The book presumes no prior Scala knowledge, although experience with Java or Python or similar would be helpful. I try never to introduce a Scala language concept without formally calling it out and explaining it.

Also, compared to the limit of what's possible in Scala, the FP techniques I use in the book stay solidly in the range of basic to intermediate. There's basically no type level programming, no type classes, no macros (IIRC), and only the bare minimum required use of implicits.

Of course, I absolutely hope that folks will be curious about how to use Scala and FP even more than I show, so this book may be a sort of gateway drug to deeper study in FP, as I talk about in this talk, Spark as the Gateway Drug to Typed Functional Programming. But that's really all up to you.
3 years ago
There's really very little mathematics. Any level of mathematical preparation is probably sufficient.

Chapter 5 has a section on implementing model learning algorithms that goes through an implementation of naive bayes. That's about as complex as things get, and it's really just a bit of multiplication and division. It's also a totally optional deep dive for readers interested in understanding how model learning algorithms work. It could easily be skipped with little impact on your reading experience. All other model learning algorithms used are either library implementations or simple dummy/stub implementations.

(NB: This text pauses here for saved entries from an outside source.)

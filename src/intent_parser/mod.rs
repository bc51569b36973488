mod probabilistic_intent_parser;

pub use self::probabilistic_intent_parser::ProbabilisticIntentParser;
use crate::errors::*;
pub use crate::slot_utils::{ParseResult, ParsedSlot};
use crate::utils::IntentName;

pub trait IntentParser: Send + Sync {
    /// `None` when the input has no token, no confident intent, or no tagger
    /// for its intent
    fn parse(&self, input: &str) -> Result<Option<ParseResult>>;

    fn get_intent(&self, input: &str) -> Result<Option<IntentName>>;

    fn get_slots(&self, input: &str, intent: &str) -> Result<Vec<ParsedSlot>>;
}
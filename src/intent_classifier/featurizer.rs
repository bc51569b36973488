use std::collections::{BTreeMap, BTreeSet, HashMap, HashSet};

use failure::format_err;
use ndarray::prelude::*;

use crate::errors::*;
use crate::language::Language;
use crate::models::FeaturizerModel;
use crate::tokenization::tokenize_light;

/// TF-IDF vectorizer over normalized tokens
pub struct Featurizer {
    language: Language,
    sublinear_tf: bool,
    vocabulary: BTreeMap<String, usize>,
    idf_diag: Vec<f32>,
}

impl Featurizer {
    pub fn fit(utterances: &[&str], language: Language, sublinear_tf: bool) -> Self {
        let documents: Vec<HashSet<String>> = utterances
            .iter()
            .map(|u| tokenize_light(u, language).into_iter().collect())
            .collect();
        let vocabulary: BTreeMap<String, usize> = documents
            .iter()
            .flat_map(|tokens| tokens.iter().cloned())
            .collect::<BTreeSet<String>>()
            .into_iter()
            .enumerate()
            .map(|(index, token)| (token, index))
            .collect();

        let nb_documents = documents.len() as f32;
        let mut document_frequencies = vec![0.0_f32; vocabulary.len()];
        for tokens in documents.iter() {
            for token in tokens {
                document_frequencies[vocabulary[token]] += 1.0;
            }
        }
        // Smoothed idf, as if an extra document contained every token once
        let idf_diag = document_frequencies
            .into_iter()
            .map(|df| ((1.0 + nb_documents) / (1.0 + df)).ln() + 1.0)
            .collect();

        Self {
            language,
            sublinear_tf,
            vocabulary,
            idf_diag,
        }
    }

    /// Vocabulary indexes must be a permutation of `0..vocab.len()`, with one
    /// idf value per index
    pub fn from_model(model: FeaturizerModel, language: Language) -> Result<Self> {
        let nb_features = model.vocab.len();
        if model.idf_diag.len() != nb_features {
            return Err(format_err!(
                "Found {} idf values for a vocabulary of {} tokens",
                model.idf_diag.len(),
                nb_features
            ));
        }
        let indexes: BTreeSet<usize> = model.vocab.values().cloned().collect();
        if indexes.len() != nb_features || indexes.iter().any(|i| *i >= nb_features) {
            return Err(format_err!("Invalid featurizer vocabulary indexes"));
        }
        Ok(Self {
            language,
            sublinear_tf: model.sublinear_tf,
            vocabulary: model.vocab,
            idf_diag: model.idf_diag,
        })
    }

    pub fn to_model(&self) -> FeaturizerModel {
        FeaturizerModel {
            sublinear_tf: self.sublinear_tf,
            vocab: self.vocabulary.clone(),
            idf_diag: self.idf_diag.clone(),
        }
    }

    pub fn nb_features(&self) -> usize {
        self.vocabulary.len()
    }

    /// L2-normalized tf-idf vector, all zeros when no token is known
    pub fn transform(&self, input: &str) -> Array1<f32> {
        let mut term_frequencies: HashMap<usize, f32> = HashMap::new();
        for token in tokenize_light(input, self.language) {
            if let Some(index) = self.vocabulary.get(&token) {
                *term_frequencies.entry(*index).or_insert(0.0) += 1.0;
            }
        }
        let mut features = Array1::<f32>::zeros(self.vocabulary.len());
        for (index, tf) in term_frequencies {
            let tf = if self.sublinear_tf { 1.0 + tf.ln() } else { tf };
            features[index] = tf * self.idf_diag[index];
        }
        let norm = features.dot(&features).sqrt();
        if norm > 0.0 {
            features /= norm;
        }
        features
    }
}

#[cfg(test)]
mod tests {
    use super::*;

    #[test]
    fn featurizer_learns_vocabulary_and_idf() {
        // Given
        let utterances = vec!["make me a coffee", "make me a tea"];

        // When
        let featurizer = Featurizer::fit(&utterances, Language::EN, false);

        // Then
        let model = featurizer.to_model();
        let vocabulary: Vec<&str> = model.vocab.keys().map(|k| &**k).collect();
        assert_eq!(vec!["a", "coffee", "make", "me", "tea"], vocabulary);
        assert!(model.idf_diag[model.vocab["coffee"]] > model.idf_diag[model.vocab["make"]]);
    }

    #[test]
    fn transform_is_normalized() {
        // Given
        let featurizer =
            Featurizer::fit(&["make me a coffee", "make me a tea"], Language::EN, true);

        // When
        let features = featurizer.transform("Coffee coffee please");

        // Then
        assert_eq!(5, features.dim());
        assert!((features.dot(&features) - 1.0).abs() < 1e-6);
        assert!(features[1] > 0.99);
    }

    #[test]
    fn from_model_rejects_inconsistent_dimensions() {
        // Given
        let model = Featurizer::fit(&["make me a coffee"], Language::EN, false).to_model();
        let mut out_of_range_index = model.clone();
        out_of_range_index.vocab.insert("coffee".to_string(), 999);
        let mut duplicated_index = model.clone();
        duplicated_index.vocab.insert("coffee".to_string(), 0);
        let mut missing_idf = model.clone();
        missing_idf.idf_diag.pop();

        // When
        let valid_result = Featurizer::from_model(model, Language::EN);
        let out_of_range_result = Featurizer::from_model(out_of_range_index, Language::EN);
        let duplicated_result = Featurizer::from_model(duplicated_index, Language::EN);
        let missing_idf_result = Featurizer::from_model(missing_idf, Language::EN);

        // Then
        assert!(valid_result.is_ok());
        assert!(out_of_range_result.is_err());
        assert!(duplicated_result.is_err());
        assert!(missing_idf_result.is_err());
    }

    #[test]
    fn transform_unknown_tokens_gives_zeros() {
        let featurizer = Featurizer::fit(&["make me a coffee"], Language::EN, false);
        let features = featurizer.transform("hello world");
        assert!(features.iter().all(|f| *f == 0.0));
    }
}
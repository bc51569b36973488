use std::collections::BTreeMap;

use serde_derive::{Deserialize, Serialize};

use crate::configurations::LogRegConfig;
use crate::utils::IntentName;

#[derive(Debug, Clone, PartialEq, Serialize, Deserialize)]
pub struct IntentClassifierModel {
    pub language_code: String,
    pub config: LogRegConfig,
    pub intent_list: Vec<IntentName>,
    pub featurizer: Option<FeaturizerModel>,
    pub intercept: Option<Vec<f32>>,
    /// One row of feature coefficients per intent
    pub coeffs: Option<Vec<Vec<f32>>>,
}

#[derive(Debug, Clone, PartialEq, Serialize, Deserialize)]
pub struct FeaturizerModel {
    pub sublinear_tf: bool,
    pub vocab: BTreeMap<String, usize>,
    pub idf_diag: Vec<f32>,
}
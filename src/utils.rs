use std::fs;
use std::io;
use std::ops::Range;
use std::path::{Component, Path, PathBuf};

use failure::{format_err, ResultExt};
use zip::ZipArchive;

use crate::errors::*;

pub type IntentName = String;
pub type SlotName = String;
pub type EntityName = String;

/// Open-interval overlap between two half-open ranges
pub fn ranges_overlap(lhs: &Range<usize>, rhs: &Range<usize>) -> bool {
    lhs.start < rhs.end && lhs.end > rhs.start
}

pub fn substring_with_char_range(text: &str, range: &Range<usize>) -> String {
    text.chars()
        .skip(range.start)
        .take(range.end.saturating_sub(range.start))
        .collect()
}

pub fn deduplicate_overlapping_items<I, O, S, K>(
    items: Vec<I>,
    overlap: O,
    sort_key_fn: S,
) -> Vec<I>
where
    O: Fn(&I, &I) -> bool,
    S: FnMut(&I) -> K,
    K: Ord,
{
    let mut sorted_items = items;
    sorted_items.sort_by_key(sort_key_fn);
    let mut deduplicated_items: Vec<I> = Vec::with_capacity(sorted_items.len());
    for item in sorted_items {
        if !deduplicated_items
            .iter()
            .any(|dedup_item| overlap(dedup_item, &item))
        {
            deduplicated_items.push(item);
        }
    }
    deduplicated_items
}

pub fn extract_zip_archive<R: io::Read + io::Seek>(zip_reader: R, dest_path: &Path) -> Result<PathBuf> {
    let mut archive =
        ZipArchive::new(zip_reader).with_context(|_| "Could not read parser zip data")?;
    for file_index in 0..archive.len() {
        let mut file = archive.by_index(file_index)?;
        let relative_path = file
            .enclosed_name()
            .map(|p| p.to_path_buf())
            .ok_or_else(|| format_err!("Unsafe path in parser archive: '{}'", file.name()))?;
        let outpath = dest_path.join(relative_path);

        if file.name().ends_with('/') || file.name().ends_with('\\') {
            fs::create_dir_all(&outpath)?;
        } else {
            if let Some(p) = outpath.parent() {
                if !p.exists() {
                    fs::create_dir_all(&p)?;
                }
            }
            let mut outfile = fs::File::create(&outpath)?;
            io::copy(&mut file, &mut outfile)?;
        }
    }
    if archive.len() == 0 {
        return Err(format_err!("Parser archive is empty"));
    }
    let first_archive_file = archive
        .by_index(0)?
        .enclosed_name()
        .map(|p| p.to_path_buf())
        .ok_or_else(|| format_err!("Parser archive is incorrect"))?;
    let parser_dir_name = first_archive_file
        .components()
        .find(|component| matches!(component, Component::Normal(_)))
        .ok_or_else(|| format_err!("Parser archive is incorrect"))?
        .as_os_str()
        .to_owned();
    Ok(dest_path.join(parser_dir_name))
}

#[cfg(test)]
mod tests {
    use super::*;

    #[test]
    fn ranges_overlap_works() {
        assert!(ranges_overlap(&(0..3), &(2..6)));
        assert!(!ranges_overlap(&(0..3), &(3..6)));
        assert!(!ranges_overlap(&(5..6), &(0..3)));
    }

    #[test]
    fn deduplicate_items_works() {
        // Given
        let items = vec![0..3, 4..8, 0..8, 9..13];

        fn sort_key(rng: &Range<usize>) -> i32 {
            -(rng.clone().count() as i32)
        }

        // When
        let mut dedup_items = deduplicate_overlapping_items(items, ranges_overlap, sort_key);
        dedup_items.sort_by_key(|item| item.start);

        // Then
        let expected_items = vec![0..8, 9..13];
        assert_eq!(expected_items, dedup_items);
    }

    #[test]
    fn substring_with_char_range_works() {
        // Given
        let text = "Fïnd ä flïght";

        // When
        let substring = substring_with_char_range(text, &(5..13));

        // Then
        assert_eq!("ä flïght", substring);
    }
}
mod builtin_entity_parser;

pub use self::builtin_entity_parser::*;
use std::collections::HashMap;
use std::convert::TryFrom;
use std::fs::File;
use std::path::Path;

use failure::ResultExt;
use serde_derive::{Deserialize, Serialize};
use serde_json::json;

use crate::errors::*;
use crate::slot_filler::TaggingScheme;

#[derive(Debug, Clone, PartialEq, Serialize, Deserialize)]
#[serde(default)]
pub struct ProbabilisticParserConfig {
    pub intent_classifier_config: LogRegConfig,
    pub tagger_config: CrfTaggerConfig,
    pub data_augmentation_config: DataAugmentationConfig,
    /// Above this number of candidate assignments, builtin slots are
    /// resolved with a greedy matching instead of an exhaustive search
    pub max_exhaustive_assignments: usize,
    pub random_seed: u64,
}

impl Default for ProbabilisticParserConfig {
    fn default() -> Self {
        Self {
            intent_classifier_config: LogRegConfig::default(),
            tagger_config: CrfTaggerConfig::default(),
            data_augmentation_config: DataAugmentationConfig::default(),
            max_exhaustive_assignments: 1000,
            random_seed: 42,
        }
    }
}

impl ProbabilisticParserConfig {
    pub fn from_path<P: AsRef<Path>>(path: P) -> Result<Self> {
        let config_file = File::open(path.as_ref()).with_context(|_| {
            format!("Cannot open parser configuration file '{:?}'", path.as_ref())
        })?;
        let config = serde_json::from_reader(config_file)
            .with_context(|_| "Cannot deserialize parser configuration")?;
        Ok(config)
    }
}

#[derive(Debug, Clone, PartialEq, Serialize, Deserialize)]
#[serde(default)]
pub struct LogRegConfig {
    pub nb_iterations: usize,
    pub learning_rate: f32,
    pub l2_penalty: f32,
    pub sublinear_tf: bool,
    /// Minimum normalized probability for an intent to be returned
    pub probability_threshold: f32,
}

impl Default for LogRegConfig {
    fn default() -> Self {
        Self {
            nb_iterations: 300,
            learning_rate: 1.0,
            l2_penalty: 1e-3,
            sublinear_tf: false,
            probability_threshold: 0.0,
        }
    }
}

#[derive(Debug, Clone, PartialEq, Serialize, Deserialize)]
#[serde(default)]
pub struct CrfTaggerConfig {
    pub tagging_scheme: TaggingScheme,
    pub nb_epochs: usize,
    pub feature_factory_configs: Vec<FeatureFactory>,
}

impl Default for CrfTaggerConfig {
    fn default() -> Self {
        Self {
            tagging_scheme: TaggingScheme::BIO,
            nb_epochs: 15,
            feature_factory_configs: default_feature_factories(),
        }
    }
}

#[derive(Debug, Clone, PartialEq, Serialize, Deserialize)]
pub struct FeatureFactory {
    pub factory_name: String,
    pub offsets: Vec<i32>,
    #[serde(default)]
    pub args: HashMap<String, serde_json::Value>,
}

impl FeatureFactory {
    fn new(factory_name: &str, offsets: Vec<i32>, args: serde_json::Value) -> Self {
        let args = args
            .as_object()
            .map(|map| map.iter().map(|(k, v)| (k.clone(), v.clone())).collect())
            .unwrap_or_default();
        Self {
            factory_name: factory_name.to_string(),
            offsets,
            args,
        }
    }
}

fn default_feature_factories() -> Vec<FeatureFactory> {
    vec![
        FeatureFactory::new("ngram", vec![-2, -1, 0, 1, 2], json!({"n": 1})),
        FeatureFactory::new("ngram", vec![-2, 1], json!({"n": 2})),
        FeatureFactory::new("shape_ngram", vec![0], json!({"n": 1})),
        FeatureFactory::new("is_digit", vec![-1, 0, 1], json!({})),
        FeatureFactory::new("is_first", vec![-2, -1, 0], json!({})),
        FeatureFactory::new("is_last", vec![0, 1, 2], json!({})),
        FeatureFactory::new("prefix", vec![0], json!({"prefix_size": 2})),
        FeatureFactory::new("suffix", vec![0], json!({"suffix_size": 2})),
    ]
}

/// Shapes the synthetic utterances used to train the taggers
#[derive(Debug, Clone, Copy, PartialEq, Serialize, Deserialize)]
#[serde(try_from = "DataAugmentationConfigModel")]
pub struct DataAugmentationConfig {
    max_utterances: usize,
    noise_prob: f32,
    min_noise_size: usize,
    max_noise_size: usize,
}

impl DataAugmentationConfig {
    pub fn new(
        max_utterances: usize,
        noise_prob: f32,
        min_noise_size: usize,
        max_noise_size: usize,
    ) -> Result<Self> {
        if !(0.0..=1.0).contains(&noise_prob) {
            return Err(NluError::InvalidConfiguration(format!(
                "noise probability must be in [0, 1], found {}",
                noise_prob
            ))
            .into());
        }
        if min_noise_size > max_noise_size {
            return Err(NluError::InvalidConfiguration(format!(
                "min noise size ({}) is greater than max noise size ({})",
                min_noise_size, max_noise_size
            ))
            .into());
        }
        Ok(Self {
            max_utterances,
            noise_prob,
            min_noise_size,
            max_noise_size,
        })
    }

    pub fn max_utterances(&self) -> usize {
        self.max_utterances
    }

    pub fn noise_prob(&self) -> f32 {
        self.noise_prob
    }

    pub fn min_noise_size(&self) -> usize {
        self.min_noise_size
    }

    pub fn max_noise_size(&self) -> usize {
        self.max_noise_size
    }
}

impl Default for DataAugmentationConfig {
    fn default() -> Self {
        Self {
            max_utterances: 200,
            noise_prob: 0.0,
            min_noise_size: 0,
            max_noise_size: 0,
        }
    }
}

#[derive(Deserialize)]
#[serde(default)]
struct DataAugmentationConfigModel {
    max_utterances: usize,
    #[serde(alias = "noise_probability")]
    noise_prob: f32,
    min_noise_size: usize,
    max_noise_size: usize,
}

impl Default for DataAugmentationConfigModel {
    fn default() -> Self {
        let config = DataAugmentationConfig::default();
        Self {
            max_utterances: config.max_utterances,
            noise_prob: config.noise_prob,
            min_noise_size: config.min_noise_size,
            max_noise_size: config.max_noise_size,
        }
    }
}

impl TryFrom<DataAugmentationConfigModel> for DataAugmentationConfig {
    type Error = String;

    fn try_from(model: DataAugmentationConfigModel) -> ::std::result::Result<Self, String> {
        DataAugmentationConfig::new(
            model.max_utterances,
            model.noise_prob,
            model.min_noise_size,
            model.max_noise_size,
        )
        .map_err(|e| e.to_string())
    }
}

Beyond that, Chapter 6 has a section on model metrics that involves some basic multiplication and division. I think this stuff is pretty important, but I stick solidly to some core fundamentals. I've taught this material to a wide range of software developers face-to-face, and no one has ever struggled to get the core concepts down, with a bit of coaching.
3 years ago
Howdy, folks. Jeff here.

I'm looking forward to talking with all of you about the book, Scala, and machine learning in general.
3 years ago